İstanbul Bölge Adliye Mahkemesi 16. Hukuk Dairesi 2023/570 Esas 2023/733 Karar
Karar Dilini Çevir:

Dairesi: İstanbul Bölge Adliye Mahkemesi 16. Hukuk Dairesi
Esas No: 2023/570
Karar No: 2023/733
Karar Tarihi: 03.05.2023

T.C.
İSTANBUL
BÖLGE ADLİYE MAHKEMESİ
16. HUKUK DAİRESİ
T Ü R K M İ L L E T İ A D I N A
İ S T İ N A F K A R A R I
DOSYA NO: 2023/570 Esas
KARAR NO: 2023/733
İNCELENEN KARARIN
MAHKEMESİ: İSTANBUL 10. ASLİYE TİCARET MAHKEMESİ
NUMARASI: 2023/62
DAVANIN KONUSU: Tazminat (Haksız Fiilden Kaynaklanan)
KARAR TARİHİ: 03/05/2023
İstinaf incelemesi için dairemize gönderilen dosyanın ilk incelemesi tamamlanmış olmakla, HMK 353. Maddesi gereğince dosya içeriğine göre duruşma yapılmasına gerek görülmeden dosya üzerinde yapılan inceleme sonucu;
GEREĞİ DÜŞÜNÜLDÜ:
İHTİYATİ TEDBİR TALEBİ: İhtiyati tedbir talep eden vekili, talep dilekçesinde özetle; davalının Fransa merkezli cafe - restoran markası olan "..." markasının Türkiye franchise haklarını elinde bulunduran şirket olduğunu, davacı ile davalı arasında 12.12.2016 tarihinde imzalanan sözleşme ile, markanın İstanbul Anadolu yakası haklarının davacı şirkete verildiğini, davalının 18/06/2020 tarihinde tasfiye kararı alarak işbu sözleşme kapsamındaki yükümlülüklerini ihlal ederek sözleşmesel yükümlülüğü olduğu halde yurtdışından ürün tedariğini tamemen durdurduğunu ve davacı şirketi zarara uğrattığını, davalı şirketin taraflar arası imzalanan sözleşme maddelerine daha önce de aykırı fiillerde bulunması neticesinde İstanbul 20. Asliye Ticaret Mahkemesi'nde 2020/132 Esas sayılı dosya ile görülen ve 27/10/2022 tarih 2022/638 Karar sayılı karar ile kesinleşen alacaklarının teminatı olmak üzere davalı şirketin elinde bulundurduğu uluslararası ... markasının 3. kişilere devir ya da satışının engellenmesi amacıyla Türkiye lisans haklarına teminatsız olarak ihtiyati tedbir konulmasına karar verilmesini talep etmiştir.

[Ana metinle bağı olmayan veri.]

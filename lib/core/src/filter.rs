// Hard filters over restaurant records
use crate::record::{normalize_cuisine, RestaurantRecord, TimeSlot, Weekday};

pub trait Filter {
    fn matches(&self, record: &RestaurantRecord) -> bool;
}

pub struct RestaurantFilter {
    condition: FilterCondition,
}

#[derive(Debug, Clone)]
pub enum FilterCondition {
    /// Primary cuisine equals the value, ignoring case
    PrimaryCuisine(String),
    /// Value is one of the normalized cuisine tags
    HasCuisine(String),
    MinGroupScore(f64),
    MaxDistanceKm(f64),
    MinAvgRating(f64),
    OpenOnAny(Vec<Weekday>),
    OpenDuring(TimeSlot),
    InCluster(i32),
    And(Vec<FilterCondition>),
    Or(Vec<FilterCondition>),
    Not(Box<FilterCondition>),
}

impl RestaurantFilter {
    pub fn new(condition: FilterCondition) -> Self {
        Self { condition }
    }

    /// Filter that accepts every record
    pub fn all() -> Self {
        Self::new(FilterCondition::And(Vec::new()))
    }

    fn matches_condition(condition: &FilterCondition, record: &RestaurantRecord) -> bool {
        match condition {
            FilterCondition::PrimaryCuisine(cuisine) => record
                .primary_cuisine
                .as_deref()
                .and_then(normalize_cuisine)
                .zip(normalize_cuisine(cuisine))
                .map(|(have, want)| have == want)
                .unwrap_or(false),
            FilterCondition::HasCuisine(cuisine) => record.has_cuisine(cuisine),
            FilterCondition::MinGroupScore(min) => record
                .group_friendly_score()
                .map(|v| v >= *min)
                .unwrap_or(false),
            FilterCondition::MaxDistanceKm(max) => record
                .distance_km()
                .map(|v| v <= *max)
                .unwrap_or(false),
            FilterCondition::MinAvgRating(min) => record
                .avg_rating()
                .map(|v| v >= *min)
                .unwrap_or(false),
            FilterCondition::OpenOnAny(days) => record.open_days.contains_any(days),
            FilterCondition::OpenDuring(slot) => record.is_open_during(*slot),
            FilterCondition::InCluster(cluster) => record.location_cluster == *cluster,
            FilterCondition::And(conditions) => {
                conditions.iter().all(|c| Self::matches_condition(c, record))
            }
            FilterCondition::Or(conditions) => {
                conditions.iter().any(|c| Self::matches_condition(c, record))
            }
            FilterCondition::Not(condition) => !Self::matches_condition(condition, record),
        }
    }
}

impl Filter for RestaurantFilter {
    fn matches(&self, record: &RestaurantRecord) -> bool {
        Self::matches_condition(&self.condition, record)
    }
}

İHTİYATİ TEDBİR TALEBİNİN REDDİ KARARI: İstanbul 10.Asliye Ticaret Mahkemesi'nin 2023/62 Esas ve 09/02/2023 tarihli ara karar ile; "Davacılı vekili 25/01/2023 tarihli dava dilekçesi ile HMK 389 vd. maddeleri uyarınca ihtiyati tedbir kararı verilmesini talep etmiştir. 6100 sayılı HMK 389. maddesi "Mevcut durumda meydana gelebilecek bir değişme nedeniyle hakkın elde edilmesinin önemli ölçüde zorlaşacağından ya da tamamen imkânsız hâle geleceğinden veya gecikme sebebiyle bir sakıncanın yahut ciddi bir zararın doğacağından endişe edilmesi hâllerinde, uyuşmazlık konusu hakkında ihtiyati tedbir kararı verilebilir." hükmü doğrultusunda ancak dava konusu müddeabih üzerine tedbir konulabileceği, davacı tarafından açılan davanın taraflar arasındaki sözleşme ilişkisinin davalı tarafından ihlali nedeniyle uğranılan zararın tazminine yönelik maddi ve manevi tazminat davası olduğu, tedbirin ise davalının elinde bulunan ... markasının 3. kişilere devrine yönelik istendiği, tedbir talep edilen markanın esasına yönelik açılmış bir dava bulunmadığından, davacının HMK 389. maddesi şartlarını taşımayan ihtiyati tedbir talebinin reddine" karar verilmiştir.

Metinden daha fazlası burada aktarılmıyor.